Smaller the primary key, smaller the number of pages.

One of the most common ways of structuring primary keys is via B-Trees and the structural logic of B-Trees is built upon comparisons. So fundamentally, faster the comparisons, faster the lookups. Hence, it is generally recommended to have integers as primary keys which have an added benefit of compact storage. This doesn’t necessarily make sense always and in places where it makes sense, overflow issues are bound to happen.

I should mention that it is preferable to have integer values as your keys as the comparisons would be blazing fast as compared to strings. But again, this need not be a hard constraint and in some cases UUIDs work much better. For instance, consider a database system which tracks a huge number of ephemeral tasks by ids. Integers would increment just too fast in such a flexible environment and cause integer overflow soon.
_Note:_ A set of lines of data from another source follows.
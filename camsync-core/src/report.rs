//! Batch run reports.
//!
//! Batch operations never stop at the first failing unit of work. They record
//! what was processed, skipped and failed, and hand the report back.

use std::fmt;
use std::path::{Path, PathBuf};

use crate::error::CoreError;

/// A unit of work that failed, with the rendered error.
#[derive(Debug, Clone, PartialEq)]
pub struct Failure {
    pub path: PathBuf,
    pub error: String,
}

/// Outcome of a batch operation.
#[derive(Debug, Clone, Default, PartialEq)]
pub struct BatchReport {
    pub processed: Vec<PathBuf>,
    pub skipped: Vec<PathBuf>,
    pub failed: Vec<Failure>,
}

impl BatchReport {
    pub fn new() -> Self {
        Self::default()
    }

    pub fn record_processed(&mut self, path: &Path) {
        self.processed.push(path.to_path_buf());
    }

    pub fn record_skipped(&mut self, path: &Path) {
        self.skipped.push(path.to_path_buf());
    }

    pub fn record_failed(&mut self, path: &Path, error: &CoreError) {
        log::error!("{}: {}", path.display(), error);
        self.failed.push(Failure {
            path: path.to_path_buf(),
            error: error.to_string(),
        });
    }

    pub fn merge(&mut self, other: BatchReport) {
        self.processed.extend(other.processed);
        self.skipped.extend(other.skipped);
        self.failed.extend(other.failed);
    }

    pub fn is_success(&self) -> bool {
        self.failed.is_empty()
    }

    pub fn is_empty(&self) -> bool {
        self.processed.is_empty() && self.skipped.is_empty() && self.failed.is_empty()
    }
}

impl fmt::Display for BatchReport {
    fn fmt(&self, f: &mut fmt::Formatter<'_>) -> fmt::Result {
        write!(
            f,
            "{} processed, {} skipped, {} failed",
            self.processed.len(),
            self.skipped.len(),
            self.failed.len()
        )
    }
}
Now is the right time to think about whether you want a natural key or a surrogate key. One doesn’t necessarily win over the other and must be analyzed on a case by case basis. By definition, a natural key is the key which comes by nature of data and will NEVER EVER change (which would imply a full rewrite of the complete database on the physical disk and not a pretty sight for the uptime). Surrogate keys on the other hand are generally artificially generated and the mean pretty much what you think. As a thumb rule,

In the event of a slightest doubt in natural keys not being practically “primary”, surrogate keys should always be made.
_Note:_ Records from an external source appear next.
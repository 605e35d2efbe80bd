//! Tests for loading `config.json` workspace configurations.

use camsync_core::config::{FilterType, WorkspaceConfig};
use std::fs;
use tempfile::tempdir;

#[test]
fn test_full_config_file_parsing() -> Result<(), Box<dyn std::error::Error>> {
    let dir = tempdir()?;
    let config_content = r#"
{
    "settings": [
        { "fps": null, "resolution": [null, null], "format": null },
        { "fps": 30, "resolution": [720, null], "format": "mp4" }
    ],
    "pose_estimation_configs": [
        { "pose_framework": "mediapipe", "pose_model": "BLAZEPOSE", "model_complexity": 1 }
    ],
    "calibration": {
        "overwrite": true,
        "intrinsics": { "intrinsics_corners_nb": [5, 8], "intrinsics_square_size": 25 }
    },
    "personAssociation": { "tracked_keypoint": "Hip" },
    "triangulation": { "reproj_error_threshold_triangulation": 20, "interp_if_gap_smaller_than": 5 },
    "filtering": {
        "display_figures": false,
        "filters": {
            "butterworth": { "order": 4, "cut_off_frequency": 6 },
            "LOESS": { "nb_values_used": 20 }
        }
    },
    "retry": { "step": 5, "max_attempts": 3, "max_reprojection_error_threshold": 60 }
}
"#;
    fs::write(dir.path().join("config.json"), config_content)?;

    let config = WorkspaceConfig::load_from_workspace(dir.path())?;
    config.validate()?;

    assert_eq!(config.settings.len(), 2);
    assert_eq!(config.active_settings().count(), 1);
    assert_eq!(config.settings[1].segment(), "30_720_unset_mp4");
    assert_eq!(config.pose_estimation_configs[0].model_complexity, 1);
    assert!(config.pose_estimation_configs[0].to_json);
    assert!(config.calibration.overwrite);
    assert_eq!(config.calibration.intrinsics.intrinsics_corners_nb, [5, 8]);
    assert_eq!(config.calibration.intrinsics.intrinsics_extension, "mp4");
    assert_eq!(config.person_association.tracked_keypoint, "Hip");
    assert_eq!(config.triangulation.reproj_error_threshold_triangulation, 20.0);
    assert_eq!(config.triangulation.min_cameras_for_triangulation, 2);
    assert_eq!(
        config.filtering.filters.enabled(),
        vec![FilterType::Butterworth, FilterType::Loess]
    );
    assert_eq!(config.retry.step, 5);
    Ok(())
}

#[test]
fn test_invalid_config_names_the_file() -> Result<(), Box<dyn std::error::Error>> {
    let dir = tempdir()?;
    let path = dir.path().join("config.json");
    fs::write(&path, "{ \"settings\": 3 }")?;

    let err = WorkspaceConfig::load(&path).unwrap_err();
    assert!(err.to_string().contains("config.json"));
    Ok(())
}

#[test]
fn test_missing_config_file_is_an_error() {
    let dir = tempdir().unwrap();
    assert!(WorkspaceConfig::load_from_workspace(dir.path()).is_err());
}

#[test]
fn test_threshold_ceiling_below_initial_is_rejected() -> Result<(), Box<dyn std::error::Error>> {
    let dir = tempdir()?;
    fs::write(
        dir.path().join("config.json"),
        r#"{ "retry": { "max_reprojection_error_threshold": 10 } }"#,
    )?;
    let config = WorkspaceConfig::load_from_workspace(dir.path())?;
    assert!(config.validate().is_err());
    Ok(())
}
In one instance, imagine a Driving License number. It looks like a natural key because it will be unique for each person. But is it really worthy to make it primary? Most likely no. Driving License numbers for a person might change after the previous has expired. Not so unique anymore.

The best answer lies in answering this question,

Will this table serve data or answers to questions?

Once the answer to the above question is procured, the puzzle is solved for the most part.

UNIQUE Keys🔗

By default, Unique keys are non-clustered which means only references to the original disk locations are stored. As you might have already guessed, the lesser the non-clustered unique keys, the better.

FOREIGN Keys🔗

Foreign keys are not partition tolerant. As a thumb rule,

In case of a network partition, each logical unit should self-suffice to conform to integrity constraints.

More simply put, data across shards should be organized in such a way that all foreign key checks never need to cross over machines (because they simply can’t).

Data is a already a hard thing to deal with. Databases are even harder considering the fact that there’s no panacea. Defining the purpose of data helps making the decision of choosing the right keys saner.